I approached the FOS in March 2011 to initiate my complaint and was made aware of a possible jurisdiction issue in April 2011. However, on the 9 June 2011 I received acknowledgement from the FOS stating my case was to progress and replied, on the 16 June, saying how delighted I was that the jurisdiction issues had been resolved.  During the following months, and at your request, I spent an inordinate amount of time preparing my case and supplied you with detailed accounts of what happened.  I am now, 15 months later, quite frankly astounded to find the jurisdiction issue has not only come up again but been upheld in favour of the Bank of Scotland.  

I would very much appreciate an explanation as to how and why I was misled.

Secondly, I am more than a little confused about your statement:

“This final decision does not relate to the new issues raised by Mr and Mrs [Life After Debt] about an overvaluation of their property in May 2006.  They will need to raise this complaint with the bank first, before the FOS is able to consider it.”  

As no doubt you are aware from the file, I raised this complaint via [the FOS adjudicator] in February 2012, only to be notified two months later that the Bank of Scotland had insisted they had not received my complaint from [my FOS adjudicator].  [My FOS adjudicator] subsequently advised me in June 2012 she was submitting my complaint to the Bank of Scotland again. She told me she would pursue them for acknowledgement but I would have to wait at least another 6-8 weeks before they would deal with it.  I have, as instructed, continued to wait for a response from both yourselves and the Bank of Scotland only to receive your recommendation stating I need to raise this matter with the Bank of Scotland. This leaves me very perturbed once again. 

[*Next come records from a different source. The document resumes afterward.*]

//! `MemoryStore` - in-process product and cart collections for development and testing.

use std::sync::{Arc, RwLock, RwLockReadGuard, RwLockWriteGuard};

use async_trait::async_trait;
use chrono::{DateTime, Utc};
use tienda_core::{CartId, PageRequest, ProductId, SortOrder};

use super::{CartStore, ProductFilter, ProductSlice, ProductStore, RepositoryError};
use crate::models::{Cart, LineItem, Product, ProductFields};

struct StoredCart {
    cart: Cart,
    created_at: DateTime<Utc>,
}

#[derive(Default)]
struct Collections {
    /// Insertion order is the natural listing order.
    products: Vec<Product>,
    carts: Vec<StoredCart>,
}

/// In-memory store implementing both [`ProductStore`] and [`CartStore`].
///
/// Clone-friendly via `Arc`; clones share the same collections.
#[derive(Clone, Default)]
pub struct MemoryStore {
    inner: Arc<RwLock<Collections>>,
}

impl MemoryStore {
    /// Create a new empty store.
    #[must_use]
    pub fn new() -> Self {
        Self::default()
    }

    fn read(&self) -> Result<RwLockReadGuard<'_, Collections>, RepositoryError> {
        self.inner
            .read()
            .map_err(|_| RepositoryError::Unavailable("lock poisoned".into()))
    }

    fn write(&self) -> Result<RwLockWriteGuard<'_, Collections>, RepositoryError> {
        self.inner
            .write()
            .map_err(|_| RepositoryError::Unavailable("lock poisoned".into()))
    }

    #[cfg(test)]
    fn backdate_cart(&self, id: CartId, created_at: DateTime<Utc>) {
        if let Ok(mut store) = self.write()
            && let Some(stored) = store.carts.iter_mut().find(|c| c.cart.id == id)
        {
            stored.created_at = created_at;
        }
    }
}

#[async_trait]
impl ProductStore for MemoryStore {
    async fn list(
        &self,
        filter: &ProductFilter,
        page: PageRequest,
        sort: SortOrder,
    ) -> Result<ProductSlice, RepositoryError> {
        let store = self.read()?;
        let mut matching: Vec<&Product> =
            store.products.iter().filter(|p| filter.matches(p)).collect();

        // Stable sorts keep insertion order among equal prices.
        match sort {
            SortOrder::None => {}
            SortOrder::Asc => matching.sort_by(|a, b| a.price.cmp(&b.price)),
            SortOrder::Desc => matching.sort_by(|a, b| b.price.cmp(&a.price)),
        }

        let total = matching.len() as u64;
        let offset = usize::try_from(page.offset()).unwrap_or(usize::MAX);
        let products = matching
            .into_iter()
            .skip(offset)
            .take(page.limit() as usize)
            .cloned()
            .collect();

        Ok(ProductSlice { products, total })
    }

    async fn get(&self, id: ProductId) -> Result<Option<Product>, RepositoryError> {
        let store = self.read()?;
        Ok(store.products.iter().find(|p| p.id == id).cloned())
    }

    async fn get_many(&self, ids: &[ProductId]) -> Result<Vec<Product>, RepositoryError> {
        let store = self.read()?;
        Ok(store
            .products
            .iter()
            .filter(|p| ids.contains(&p.id))
            .cloned()
            .collect())
    }

    async fn create(&self, fields: ProductFields) -> Result<Product, RepositoryError> {
        let product = fields.into_product(ProductId::generate());
        self.write()?.products.push(product.clone());
        Ok(product)
    }

    async fn replace(
        &self,
        id: ProductId,
        fields: ProductFields,
    ) -> Result<Option<Product>, RepositoryError> {
        let mut store = self.write()?;
        let Some(slot) = store.products.iter_mut().find(|p| p.id == id) else {
            return Ok(None);
        };
        *slot = fields.into_product(id);
        Ok(Some(slot.clone()))
    }

    async fn delete(&self, id: ProductId) -> Result<bool, RepositoryError> {
        let mut store = self.write()?;
        let before = store.products.len();
        store.products.retain(|p| p.id != id);
        Ok(store.products.len() < before)
    }
}

#[async_trait]
impl CartStore for MemoryStore {
    async fn create(&self, items: Vec<LineItem>) -> Result<Cart, RepositoryError> {
        let cart = Cart::new(CartId::generate(), items);
        self.write()?.carts.push(StoredCart {
            cart: cart.clone(),
            created_at: Utc::now(),
        });
        Ok(cart)
    }

    async fn get(&self, id: CartId) -> Result<Option<Cart>, RepositoryError> {
        let store = self.read()?;
        Ok(store
            .carts
            .iter()
            .find(|c| c.cart.id == id)
            .map(|c| c.cart.clone()))
    }

    async fn replace(&self, cart: &Cart) -> Result<(), RepositoryError> {
        let mut store = self.write()?;
        let stored = store
            .carts
            .iter_mut()
            .find(|c| c.cart.id == cart.id)
            .ok_or(RepositoryError::NotFound)?;
        stored.cart.products.clone_from(&cart.products);
        Ok(())
    }

    async fn prune_empty(&self, created_before: DateTime<Utc>) -> Result<u64, RepositoryError> {
        let mut store = self.write()?;
        let before = store.carts.len();
        store
            .carts
            .retain(|c| !(c.cart.is_empty() && c.created_at < created_before));
        Ok((before - store.carts.len()) as u64)
    }
}

#[cfg(test)]
#[allow(clippy::unwrap_used)]
mod tests {
    use chrono::Duration;
    use rust_decimal::Decimal;
    use tienda_core::Price;

    use super::*;

    fn fields(name: &str, price: i64, category: &str) -> ProductFields {
        ProductFields::new(name, Price::new(Decimal::from(price)).unwrap(), category)
    }

    async fn seed(store: &MemoryStore) -> Vec<Product> {
        let mut out = Vec::new();
        for (name, price, category) in [
            ("a", 30, "x"),
            ("b", 10, "y"),
            ("c", 20, "x"),
            ("d", 10, "x"),
        ] {
            out.push(ProductStore::create(store, fields(name, price, category)).await.unwrap());
        }
        out
    }

    fn names(slice: &ProductSlice) -> Vec<&str> {
        slice.products.iter().map(|p| p.name.as_str()).collect()
    }

    #[tokio::test]
    async fn test_list_natural_order_and_paging() {
        let store = MemoryStore::new();
        seed(&store).await;

        let page = PageRequest::new(Some(2), Some(3), 10);
        let slice = store
            .list(&ProductFilter::default(), page, SortOrder::None)
            .await
            .unwrap();
        assert_eq!(slice.total, 4);
        assert_eq!(names(&slice), vec!["d"]);
    }

    #[tokio::test]
    async fn test_list_sorted_by_price_is_stable() {
        let store = MemoryStore::new();
        seed(&store).await;

        let all = PageRequest::new(None, Some(10), 10);
        let asc = store
            .list(&ProductFilter::default(), all, SortOrder::Asc)
            .await
            .unwrap();
        assert_eq!(names(&asc), vec!["b", "d", "c", "a"]);

        let desc = store
            .list(&ProductFilter::default(), all, SortOrder::Desc)
            .await
            .unwrap();
        assert_eq!(names(&desc), vec!["a", "c", "b", "d"]);
    }

    #[tokio::test]
    async fn test_list_filters_by_category() {
        let store = MemoryStore::new();
        seed(&store).await;

        let filter = ProductFilter {
            category: Some("x".to_string()),
        };
        let slice = store
            .list(&filter, PageRequest::default(), SortOrder::None)
            .await
            .unwrap();
        assert_eq!(slice.total, 3);
        assert_eq!(names(&slice), vec!["a", "c", "d"]);
    }

    #[tokio::test]
    async fn test_replace_and_delete_product() {
        let store = MemoryStore::new();
        let products = seed(&store).await;
        let target = products.first().unwrap().id;

        let replaced = ProductStore::replace(&store, target, fields("z", 5, "q"))
            .await
            .unwrap()
            .unwrap();
        assert_eq!(replaced.id, target);
        assert_eq!(replaced.name, "z");
        let unknown = ProductStore::replace(&store, ProductId::generate(), fields("n", 1, "q"))
            .await
            .unwrap();
        assert!(unknown.is_none());

        assert!(store.delete(target).await.unwrap());
        assert!(!store.delete(target).await.unwrap());
        assert!(ProductStore::get(&store, target).await.unwrap().is_none());
    }

    #[tokio::test]
    async fn test_cart_replace_requires_existing_cart() {
        let store = MemoryStore::new();
        let missing = Cart::new(CartId::generate(), Vec::new());
        let err = CartStore::replace(&store, &missing).await.unwrap_err();
        assert!(matches!(err, RepositoryError::NotFound));
    }

    #[tokio::test]
    async fn test_prune_only_removes_old_empty_carts() {
        let store = MemoryStore::new();
        let old_empty = CartStore::create(&store, Vec::new()).await.unwrap();
        let fresh_empty = CartStore::create(&store, Vec::new()).await.unwrap();
        let old_full = CartStore::create(&store, vec![LineItem::new(ProductId::generate(), 1)])
            .await
            .unwrap();

        let long_ago = Utc::now() - Duration::days(3);
        store.backdate_cart(old_empty.id, long_ago);
        store.backdate_cart(old_full.id, long_ago);

        let removed = store
            .prune_empty(Utc::now() - Duration::days(1))
            .await
            .unwrap();
        assert_eq!(removed, 1);
        assert!(CartStore::get(&store, old_empty.id).await.unwrap().is_none());
        assert!(CartStore::get(&store, fresh_empty.id).await.unwrap().is_some());
        assert!(CartStore::get(&store, old_full.id).await.unwrap().is_some());
    }
}
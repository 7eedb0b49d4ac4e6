//! Storage for products and carts.
//!
//! # Backends
//!
//! - [`PgProductStore`] / [`PgCartStore`] - `PostgreSQL` via a shared `PgPool`
//! - [`MemoryStore`] - in-process collections for development and tests
//!
//! ## Tables (`shop` schema)
//!
//! - `product` - one row per product
//! - `cart` - one row per cart; `products` is a JSONB array of line items so
//!   a cart is read and written as a single document
//!
//! # Consistency
//!
//! Stores offer single-document reads and writes only. Cart mutations are a
//! read followed by a full write with no isolation between them, so two
//! concurrent writers to the same cart can lose an update.
//!
//! # Migrations
//!
//! Migrations are stored in `crates/storefront/migrations/` and run via:
//! ```bash
//! cargo run -p tienda-cli -- migrate
//! ```

pub mod carts;
pub mod memory;
pub mod products;

use std::collections::HashSet;
use std::time::Duration;

use async_trait::async_trait;
use chrono::{DateTime, Utc};
use secrecy::ExposeSecret;
use sqlx::PgPool;
use sqlx::migrate::Migrator;
use sqlx::postgres::PgPoolOptions;
use thiserror::Error;
use tienda_core::{CartId, PageRequest, ProductId, SortOrder};

use crate::models::{Cart, ExpandedCart, LineItem, Product, ProductFields};

pub use carts::PgCartStore;
pub use memory::MemoryStore;
pub use products::PgProductStore;

/// Embedded schema migrations.
pub static MIGRATOR: Migrator = sqlx::migrate!();

/// Errors that can occur during repository operations.
#[derive(Debug, Error)]
pub enum RepositoryError {
    /// Database error from sqlx.
    #[error("database error: {0}")]
    Database(#[from] sqlx::Error),

    /// Data in the store is corrupted or invalid.
    #[error("data corruption: {0}")]
    DataCorruption(String),

    /// Requested entity was not found.
    #[error("not found")]
    NotFound,

    /// The backing store cannot serve requests.
    #[error("store unavailable: {0}")]
    Unavailable(String),
}

/// Product listing filter.
#[derive(Debug, Clone, Default, PartialEq, Eq)]
pub struct ProductFilter {
    /// Exact category match; `None` matches everything.
    pub category: Option<String>,
}

impl ProductFilter {
    #[must_use]
    pub fn matches(&self, product: &Product) -> bool {
        self.category
            .as_deref()
            .is_none_or(|category| product.category == category)
    }
}

/// One page of products plus the total number of matches.
#[derive(Debug, Clone, PartialEq, Eq)]
pub struct ProductSlice {
    pub products: Vec<Product>,
    pub total: u64,
}

/// Product persistence.
#[async_trait]
pub trait ProductStore: Send + Sync {
    /// Fetch one page of matching products in the requested order.
    async fn list(
        &self,
        filter: &ProductFilter,
        page: PageRequest,
        sort: SortOrder,
    ) -> Result<ProductSlice, RepositoryError>;

    /// Fetch a product by ID.
    async fn get(&self, id: ProductId) -> Result<Option<Product>, RepositoryError>;

    /// Fetch every product whose ID is in `ids`. Unknown IDs are skipped.
    async fn get_many(&self, ids: &[ProductId]) -> Result<Vec<Product>, RepositoryError>;

    /// Insert a product under a freshly generated ID.
    async fn create(&self, fields: ProductFields) -> Result<Product, RepositoryError>;

    /// Replace every field of an existing product.
    ///
    /// Returns `None` if no product has this ID.
    async fn replace(
        &self,
        id: ProductId,
        fields: ProductFields,
    ) -> Result<Option<Product>, RepositoryError>;

    /// Delete a product. Returns `true` if it existed.
    ///
    /// Carts referencing the product are left untouched.
    async fn delete(&self, id: ProductId) -> Result<bool, RepositoryError>;
}

/// Cart persistence.
#[async_trait]
pub trait CartStore: Send + Sync {
    /// Insert a cart holding `items` under a freshly generated ID.
    async fn create(&self, items: Vec<LineItem>) -> Result<Cart, RepositoryError>;

    /// Fetch a cart by ID.
    async fn get(&self, id: CartId) -> Result<Option<Cart>, RepositoryError>;

    /// Persist the full line-item list of `cart`.
    ///
    /// Returns `RepositoryError::NotFound` if the cart no longer exists.
    async fn replace(&self, cart: &Cart) -> Result<(), RepositoryError>;

    /// Delete carts with no line items created before `created_before`.
    ///
    /// Returns the number of carts removed.
    async fn prune_empty(&self, created_before: DateTime<Utc>) -> Result<u64, RepositoryError>;
}

/// Resolve every product reference in `cart` to its current product record.
///
/// # Errors
///
/// Returns `RepositoryError` if the product lookup fails.
pub async fn expand_cart(
    products: &dyn ProductStore,
    cart: Cart,
) -> Result<ExpandedCart, RepositoryError> {
    let ids = referenced_products(&cart);
    let found = if ids.is_empty() {
        Vec::new()
    } else {
        products.get_many(&ids).await?
    };
    Ok(ExpandedCart::resolve(cart, &found))
}

/// Distinct product IDs referenced by `cart`, in first-seen order.
fn referenced_products(cart: &Cart) -> Vec<ProductId> {
    let mut seen = HashSet::new();
    cart.products
        .iter()
        .map(|item| item.product)
        .filter(|id| seen.insert(*id))
        .collect()
}

/// Create a `PostgreSQL` connection pool with sensible defaults.
///
/// # Arguments
///
/// * `database_url` - `PostgreSQL` connection string (wrapped in `SecretString`)
///
/// # Errors
///
/// Returns `sqlx::Error` if the connection cannot be established.
pub async fn create_pool(database_url: &secrecy::SecretString) -> Result<PgPool, sqlx::Error> {
    PgPoolOptions::new()
        .max_connections(10)
        .min_connections(2)
        .acquire_timeout(Duration::from_secs(10))
        .connect(database_url.expose_secret())
        .await
}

I would very much like an explanation.

I would also like to draw your attention to the fact that I have been told repeatedly, and on occasion, aggressively that it is unfair to expect the Bank of Scotland to wait for more than two weeks while I prepare my case despite the fact that I am doing the work while fulfilling my role as a mother of three children and have neither assistance and or expertise to call on to aid me.  However, the Bank of Scotland have repeatedly been given excessive amounts of time, amounting to a number of months on several occasions, to formulate their replies.  I do not understand why it is just the individual complainant that is pursued aggressively by the FOS for their replies and not the Bank of Scotland.  It feels very much like favoritism and I would like an explanation for this unequal treatment.
Yours sincerely

Mrs [Life After Debt]”

Thankfully this time my letter was immediately acknowledged but nevertheless I remain, as I have done for the past two years, perched uncomfortably on the edge of my debt fighting precipice waiting, once again, for the Financial Ombudsman Service to respond. While historian, author, media critic and blogger Eric Alterman says the "ability of the one percent to buy politicians and regulators is nothing new [and] inequality [is] a permanent part of our economic system" I know from past experience  the best I can expect for my endeavors is yet another substantial helping of officially enforced inequality cunningly disguised as a Financial Ombudmans Service reply.